Probability problem

I am stuck, kindly help.

There are two men V1 and V2. Each man has two buckets A and B. Bucket A contains numbered blocks from 7 to 14. Bucket B contains numbered blocks from 15 to 30.
V1 and V2 can pick any numbered block (X) with a uniform probability from any bucket (A or B). However, the probability of selecting bucket A is 0.6 while probability of selecting bucket B is 0.4.
I want to know what is the probability that V1 and V2 select an identical numbered block, if they operate independently.
Also, what would be the expectation of X in this case
A stepwise formulation would be very helpful.

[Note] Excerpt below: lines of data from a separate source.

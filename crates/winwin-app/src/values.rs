// Player valuation import.
//
// Reads a CSV with one row per player: Sleeper identifier, name, position and
// weekly trade value. Rows that cannot be used are skipped with a warning; a
// failed read is an error.

use serde::Deserialize;
use std::io::Read;
use std::path::Path;
use tracing::warn;
use winwin_core::position::Position;
use winwin_core::valuation::PlayerValue;

// ---------------------------------------------------------------------------
// Error type
// ---------------------------------------------------------------------------

#[derive(Debug, thiserror::Error)]
pub enum ValuesError {
    #[error("failed to read file {path}: {source}")]
    Io {
        path: String,
        source: std::io::Error,
    },

    #[error("CSV error in {path}: {source}")]
    Csv { path: String, source: csv::Error },

    #[error("validation error: {0}")]
    Validation(String),
}

// ---------------------------------------------------------------------------
// Raw CSV row (private)
// ---------------------------------------------------------------------------

/// Extra columns (ranks, tiers, age) are ignored by the header-keyed reader.
#[derive(Debug, Deserialize)]
struct RawValueRow {
    #[serde(alias = "id")]
    sleeper_id: String,
    #[serde(alias = "name")]
    player: String,
    position: String,
    value: f64,
    #[serde(default)]
    team: Option<String>,
}

// ---------------------------------------------------------------------------
// Row checks shared with the remote sources
// ---------------------------------------------------------------------------

/// Build a `PlayerValue` from loosely-typed source fields, or explain why the
/// record is unusable.
pub(crate) fn checked_value(
    id: &str,
    name: &str,
    position: &str,
    value: f64,
    nfl_team: Option<&str>,
) -> Result<PlayerValue, String> {
    let id = id.trim();
    let name = name.trim();
    if id.is_empty() {
        return Err(format!("'{name}' has no player id"));
    }
    if name.is_empty() {
        return Err(format!("player {id} has no name"));
    }
    let Some(pos) = Position::from_str_pos(position) else {
        return Err(format!("'{name}' has unsupported position '{}'", position.trim()));
    };
    if !value.is_finite() || value <= 0.0 {
        return Err(format!("'{name}' has unusable value {value}"));
    }

    let mut player = PlayerValue::new(id, name, pos, value);
    player.nfl_team = nfl_team
        .map(str::trim)
        .filter(|t| !t.is_empty())
        .map(str::to_string);
    Ok(player)
}

// ---------------------------------------------------------------------------
// Loaders
// ---------------------------------------------------------------------------

fn load_values_from_reader<R: Read>(rdr: R) -> Result<Vec<PlayerValue>, csv::Error> {
    let mut reader = csv::Reader::from_reader(rdr);
    let mut values = Vec::new();
    for result in reader.deserialize::<RawValueRow>() {
        match result {
            Ok(raw) => match checked_value(
                &raw.sleeper_id,
                &raw.player,
                &raw.position,
                raw.value,
                raw.team.as_deref(),
            ) {
                Ok(player) => values.push(player),
                Err(reason) => warn!("skipping value row: {}", reason),
            },
            Err(e) if e.is_io_error() => return Err(e),
            Err(e) => {
                warn!("skipping malformed value row: {}", e);
            }
        }
    }
    Ok(values)
}

/// Load player values from a CSV file. An input with no usable rows is an
/// error.
pub fn load_values(path: &Path) -> Result<Vec<PlayerValue>, ValuesError> {
    let file = std::fs::File::open(path).map_err(|e| ValuesError::Io {
        path: path.display().to_string(),
        source: e,
    })?;
    let values = load_values_from_reader(file).map_err(|e| ValuesError::Csv {
        path: path.display().to_string(),
        source: e,
    })?;

    if values.is_empty() {
        return Err(ValuesError::Validation(format!(
            "{} produced zero valid rows",
            path.display()
        )));
    }
    Ok(values)
}

// ---------------------------------------------------------------------------
// Tests
// ---------------------------------------------------------------------------

#[cfg(test)]
mod tests {
    use super::*;

    // -- Well-formed input --

    #[test]
    fn reads_rows_in_file_order() {
        let csv_data = "\
sleeper_id,player,position,value,team
4046,Patrick Mahomes,QB,6200,KC
9509,Bijan Robinson,RB,8800,ATL";

        let values = load_values_from_reader(csv_data.as_bytes()).unwrap();
        assert_eq!(values.len(), 2);
        assert_eq!(values[0].id, "4046");
        assert_eq!(values[0].position, Position::Quarterback);
        assert_eq!(values[0].nfl_team.as_deref(), Some("KC"));
        assert_eq!(values[1].name, "Bijan Robinson");
        assert_eq!(values[1].value, 8800.0);
    }

    #[test]
    fn short_column_aliases_accepted() {
        let csv_data = "\
id,name,position,value
6794,Justin Jefferson,wr,9100";

        let values = load_values_from_reader(csv_data.as_bytes()).unwrap();
        assert_eq!(values.len(), 1);
        assert_eq!(values[0].position, Position::WideReceiver);
        assert_eq!(values[0].nfl_team, None);
    }

    #[test]
    fn extra_columns_ignored() {
        let csv_data = "\
sleeper_id,player,position,value,overall_rank,tier
4881,Lamar Jackson,QB,7000,12,2";

        let values = load_values_from_reader(csv_data.as_bytes()).unwrap();
        assert_eq!(values.len(), 1);
        assert_eq!(values[0].name, "Lamar Jackson");
    }

    #[test]
    fn fields_are_trimmed() {
        let csv_data = "\
sleeper_id,player,position,value
 4034 ,  Christian McCaffrey , RB ,8000";

        let values = load_values_from_reader(csv_data.as_bytes()).unwrap();
        assert_eq!(values[0].id, "4034");
        assert_eq!(values[0].name, "Christian McCaffrey");
    }

    // -- Skipped rows --

    #[test]
    fn unsupported_positions_skipped() {
        let csv_data = "\
sleeper_id,player,position,value
1,Kicker Guy,K,300
2,Defense,DEF,400
3,Tight End,TE,2500";

        let values = load_values_from_reader(csv_data.as_bytes()).unwrap();
        assert_eq!(values.len(), 1);
        assert_eq!(values[0].position, Position::TightEnd);
    }

    #[test]
    fn non_positive_and_non_finite_values_skipped() {
        let csv_data = "\
sleeper_id,player,position,value
1,Zero,QB,0
2,Negative,RB,-5
3,Nan,WR,NaN
4,Inf,WR,inf
5,Good,WR,10";

        let values = load_values_from_reader(csv_data.as_bytes()).unwrap();
        assert_eq!(values.len(), 1);
        assert_eq!(values[0].name, "Good");
    }

    #[test]
    fn malformed_and_blank_rows_skipped() {
        let csv_data = "\
sleeper_id,player,position,value
1,Bad Value,QB,lots
,No Id,RB,100
2,,RB,100
3,Valid,RB,100";

        let values = load_values_from_reader(csv_data.as_bytes()).unwrap();
        assert_eq!(values.len(), 1);
        assert_eq!(values[0].id, "3");
    }

    // -- Read failures --

    /// Yields `data`, then fails every later read.
    struct BrokenReader {
        data: &'static [u8],
        done: bool,
    }

    impl Read for BrokenReader {
        fn read(&mut self, buf: &mut [u8]) -> std::io::Result<usize> {
            if self.done {
                return Err(std::io::Error::new(std::io::ErrorKind::Other, "device gone"));
            }
            let n = self.data.len().min(buf.len());
            buf[..n].copy_from_slice(&self.data[..n]);
            self.data = &self.data[n..];
            self.done = self.data.is_empty();
            Ok(n)
        }
    }

    #[test]
    fn read_failure_mid_file_is_an_error() {
        let reader = BrokenReader {
            data: b"sleeper_id,player,position,value\n1,Valid,RB,100\n2,Cut",
            done: false,
        };
        let err = load_values_from_reader(reader).unwrap_err();
        assert!(err.is_io_error());
    }

    // -- Path loader --

    #[test]
    fn missing_file_is_io_error() {
        let err = load_values(Path::new("/nonexistent/values.csv")).unwrap_err();
        assert!(matches!(err, ValuesError::Io { .. }));
    }

    #[test]
    fn header_only_file_is_validation_error() {
        let dir = std::env::temp_dir().join("winwin_values_header_only");
        std::fs::create_dir_all(&dir).unwrap();
        let path = dir.join("values.csv");
        std::fs::write(&path, "sleeper_id,player,position,value\n").unwrap();

        let err = load_values(&path).unwrap_err();
        assert!(matches!(err, ValuesError::Validation(_)));

        let _ = std::fs::remove_dir_all(&dir);
    }
}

Calculate each of the following probabilities:

1. A specific block is picked from a specific bucket.
2. Both men pick bucket A.
3. Both men pick bucket B.
4. Both men pick the same bucket.
5. Given that both men pick bucket A, they pick the same block.
6. Given that both men pick bucket B, they pick the same block.
7. Given that both men pick the same bucket, they pick the same block.

Do you know how to calculate at least some of the above?

The expectation is the sum of the value of each block weighted by the probability of it being picked.


TS Contributor
a sytematic approach would be to apply the total probability formula:

P(id) =P(id| AA) *P(AA) + P(id|AB)*P(AB) + P(id|BA)*P(BA) + P(id|BBj * P(BB)

Where P(id|AA) is the conditional probability of picking an identical number if both pick bucket A and P(AA) is the probability that both pick bucket A and so on.